WHAT YOU ARE ASKED TO DO - Determine how many lines in the entries contain the word "String", and give that number with no other text.

INFORMATION PROVIDED: Begin

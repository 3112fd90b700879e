use async_trait::async_trait;

use crate::{Notifier, NotifyError};

/// Telegram Bot API client: POSTs to `{api_url}/bot{token}/sendMessage`.
pub struct TelegramNotifier {
    client: reqwest::Client,
    api_url: String,
    bot_token: String,
}

impl TelegramNotifier {
    pub fn new(api_url: impl Into<String>, bot_token: impl Into<String>) -> Self {
        Self {
            client: reqwest::Client::new(),
            api_url: api_url.into(),
            bot_token: bot_token.into(),
        }
    }
}

#[async_trait]
impl Notifier for TelegramNotifier {
    async fn send(&self, chat_id: &str, text: &str) -> Result<(), NotifyError> {
        let url = format!(
            "{}/bot{}/sendMessage",
            self.api_url.trim_end_matches('/'),
            self.bot_token
        );

        let resp = self
            .client
            .post(&url)
            .json(&serde_json::json!({ "chat_id": chat_id, "text": text }))
            .send()
            .await?;

        let status = resp.status();
        if !status.is_success() {
            let body = resp.text().await.unwrap_or_default();
            return Err(NotifyError::Api {
                status: status.as_u16(),
                body,
            });
        }

        Ok(())
    }
}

INFORMATION PROVIDED: End

RESPONSE TO THIS TASK - 3